Second the capacity to understand what another person is experiencing needs neither a masters as highlighted (1) nor a PhD degree. Similarly, it is not specific to CBT, it is the cornerstone of psychological support (Rogerian or else) and motivational interviewing.(3) To make it simple, it is reflexive listening: reformulating not only patient’s concerns and complaints but also their values.(4) This not only reassures but also promotes autonomy. Simply, take time, be open and listen, remove barriers, let the patient explain, be committed. Accordingly, “Using CBT in General Practice: the 10- minute Consultation” may seem a Catch 22 situation.

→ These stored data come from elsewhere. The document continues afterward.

use super::error::PdfResult;

/// Common interface for reading the backing byte source of a document.
///
/// Implementations must provide the core positional reads; this trait
/// provides default implementations for the derived operations (peeking,
/// fixed-width integers, sub-range copies).
pub trait BaseStream {
    /// Total length of the stream in bytes.
    fn length(&self) -> usize;

    /// Current position in the stream.
    fn pos(&self) -> usize;

    /// Sets the current position in the stream.
    fn set_pos(&mut self, pos: usize) -> PdfResult<()>;

    /// Reads and returns a single byte, advancing the position.
    fn get_byte(&mut self) -> PdfResult<u8>;

    /// Reads `length` bytes, advancing the position.
    fn get_bytes(&mut self, length: usize) -> PdfResult<Vec<u8>>;

    /// Returns a byte range without changing the current position.
    fn get_byte_range(&self, begin: usize, end: usize) -> PdfResult<Vec<u8>>;

    /// Creates a sub-stream sharing this stream's backing storage.
    fn make_sub_stream(&self, start: usize, length: usize) -> PdfResult<Box<dyn BaseStream>>;

    /// Reads a single byte without advancing the position.
    fn peek_byte(&mut self) -> PdfResult<u8> {
        let pos = self.pos();
        let byte = self.get_byte()?;
        self.set_pos(pos)?;
        Ok(byte)
    }

    /// Reads `length` bytes without advancing the position.
    fn peek_bytes(&mut self, length: usize) -> PdfResult<Vec<u8>> {
        let pos = self.pos();
        let bytes = self.get_bytes(length)?;
        self.set_pos(pos)?;
        Ok(bytes)
    }

    /// Reads the trailing `n` bytes of the stream without moving its cursor.
    fn tail_bytes(&self, n: usize) -> PdfResult<Vec<u8>> {
        let len = self.length();
        let begin = len.saturating_sub(n);
        self.get_byte_range(begin, len)
    }

    /// Reads one line (up to and including `\n`, `\r`, or `\r\n`), returning
    /// the content without the terminator. Returns `None` at end of stream.
    fn read_line(&mut self) -> PdfResult<Option<Vec<u8>>> {
        if self.pos() >= self.length() {
            return Ok(None);
        }
        let mut line = Vec::new();
        loop {
            if self.pos() >= self.length() {
                break;
            }
            let byte = self.get_byte()?;
            if byte == b'\n' {
                break;
            }
            if byte == b'\r' {
                if self.pos() < self.length() {
                    if let Ok(next) = self.peek_byte() {
                        if next == b'\n' {
                            self.get_byte()?;
                        }
                    }
                }
                break;
            }
            line.push(byte);
        }
        Ok(Some(line))
    }
}
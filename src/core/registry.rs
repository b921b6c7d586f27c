use super::value::PdfObject;

/// One indirect object: number, generation, file offset of its header (0 if
/// synthesized), stream-data offset (0 if it has no stream), and its value.
#[derive(Debug, Clone)]
pub struct ObjectRecord {
    pub number: u32,
    pub generation: u16,
    pub offset: u64,
    pub stream_offset: u64,
    pub value: PdfObject,
}

/// The set of object records for one file: fast lookup by object number,
/// stable iteration by insertion ordinal.
#[derive(Default)]
pub struct ObjectRegistry {
    /// Kept sorted by `number`.
    sorted: Vec<ObjectRecord>,
    /// Insertion order, as indices into `sorted`'s *current* positions is
    /// unstable across re-sorts, so this tracks insertion order by object
    /// number instead and is resolved through `find` at `get` time.
    insertion_order: Vec<u32>,
}

impl ObjectRegistry {
    pub fn new() -> Self {
        ObjectRegistry {
            sorted: Vec::new(),
            insertion_order: Vec::new(),
        }
    }

    /// Appends a new record, re-sorting if the monotone tail invariant is
    /// violated. Returns `None` if `number` is already present (callers use
    /// `find` first when first-write-wins semantics matter).
    pub fn add(&mut self, number: u32, generation: u16, offset: u64) -> Option<&ObjectRecord> {
        if self.find(number).is_some() {
            return None;
        }
        self.push(ObjectRecord {
            number,
            generation,
            offset,
            stream_offset: 0,
            value: PdfObject::Null,
        })
    }

    /// Same as `add`, but with an already-parsed value attached (used by the
    /// object-stream decoder, which materializes both the record and its
    /// value in one step).
    pub fn add_with_value(
        &mut self,
        number: u32,
        generation: u16,
        offset: u64,
        value: PdfObject,
    ) -> Option<&ObjectRecord> {
        if self.find(number).is_some() {
            return None;
        }
        self.push(ObjectRecord {
            number,
            generation,
            offset,
            stream_offset: 0,
            value,
        })
    }

    fn push(&mut self, record: ObjectRecord) -> Option<&ObjectRecord> {
        let number = record.number;
        let violates_monotone = self
            .sorted
            .last()
            .map(|tail| number < tail.number)
            .unwrap_or(false);

        self.sorted.push(record);
        if violates_monotone {
            self.sorted.sort_by_key(|r| r.number);
        }
        self.insertion_order.push(number);
        self.find(number)
    }

    /// Records a value onto an already-`add`ed record (used when the xref
    /// loader seeds a placeholder offset first and the value is parsed on
    /// demand later, and by the object-stream decoder attaching a
    /// stream-data offset after the fact).
    pub fn set_value(&mut self, number: u32, value: PdfObject) {
        if let Ok(idx) = self.sorted.binary_search_by_key(&number, |r| r.number) {
            self.sorted[idx].value = value;
        }
    }

    pub fn find(&self, number: u32) -> Option<&ObjectRecord> {
        self.sorted
            .binary_search_by_key(&number, |r| r.number)
            .ok()
            .map(|idx| &self.sorted[idx])
    }

    pub fn find_mut(&mut self, number: u32) -> Option<&mut ObjectRecord> {
        match self.sorted.binary_search_by_key(&number, |r| r.number) {
            Ok(idx) => Some(&mut self.sorted[idx]),
            Err(_) => None,
        }
    }

    /// Positional access by insertion ordinal (informational only; not
    /// stable across loader revisions).
    pub fn get(&self, index: usize) -> Option<&ObjectRecord> {
        let number = *self.insertion_order.get(index)?;
        self.find(number)
    }

    pub fn count(&self) -> usize {
        self.sorted.len()
    }

    pub fn iter(&self) -> impl Iterator<Item = &ObjectRecord> {
        self.sorted.iter()
    }
}
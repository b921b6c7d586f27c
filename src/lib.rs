pub mod core;

pub use core::{
    BaseStream, FileSink, Lexer, LoaderConfig, MemSink, MemStream, Mode, ObjectRecord,
    ObjectRegistry, PageRecord, Parser, PdfError, PdfFile, PdfObject, PdfResult, Token, WriteSink,
};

Third, the claim “It’s about caring for a patient as a unique person” is not only a paradox _it is a “generalisation”_ but is hype flying in the face of reality. How many people are so unique they need and can afford tailor-made clothes? Who is so brilliant and has enough time for tailor-made approaches? There is a common simple thread: the need to provide reassurance and help. Person centred care is not tailor-made medicine!
Fourth, O’Dowd said: “I use (CBT) on myself …”,(1) despite evidence Based Medicine advocates relying on well-designed randomized controlled trials rather than personal case reports. Certainly, doctors’ wellbeing is a prerequisite for adequate care, and exhaustion and the burden of responsibility cannot be overlooked.(5) However, research has consistently highlighted the organisational origins of physician burnout and the Practitioner Health Programme and Dochealth in the UK is a step forward.(5,6) In contrast, self-treatment is a denial of the consequences of stress among doctors in terms of their morbidity and the risk to patients. Sadly, the plege for self-treatmenthas shown that little change in mind set have happened despite the Journal warning in the mid-1990s that sick doctors do not seek help because of denial, lack of insight into personal illness, and fear of confiding in an intervention scheme.(7)
O’Dowd’s insight could be useful for France, where the costly and mandatory healthcare scheme enduringly refuses to reimburse psychotherapies in contrast to Belgium and Quebec which copied and pasted the “Improving Access to Psychological Therapies programme” from England. This program has been providing for more than a decade individual or group therapies, largely cognitive-behavioural treatment approaches, to people and without the barrier of a doctor, and in-depth interviews showed most GPs in England keep in mind the dictum “Jack of all trades, master of none” when calling for increasing resources for this program.(8)
1 O'Dowd A. Why I ... use CBT. BMJ. 2019;366:l5650.
2 Braillon A. The Good, the Bad, and the.Empathic. Am J Med. 2015;128:e27
3. Motivational interviewing. Rollnick S, Butler CC, Kinnersley P, Gregory J, Mash B. BMJ. 2010 Apr 27;340:c1900.
4 Braillon A, Bewley S. Shared Decision-Making for Cancer Screening: Visual Tools and a 4-Step Method. JAMA Intern Med 2015;175:1862.
5 Elton C. Doctors can't care for patients if the system doesn't care for them-an essay by Caroline Elton. BMJ 2019;364:l968.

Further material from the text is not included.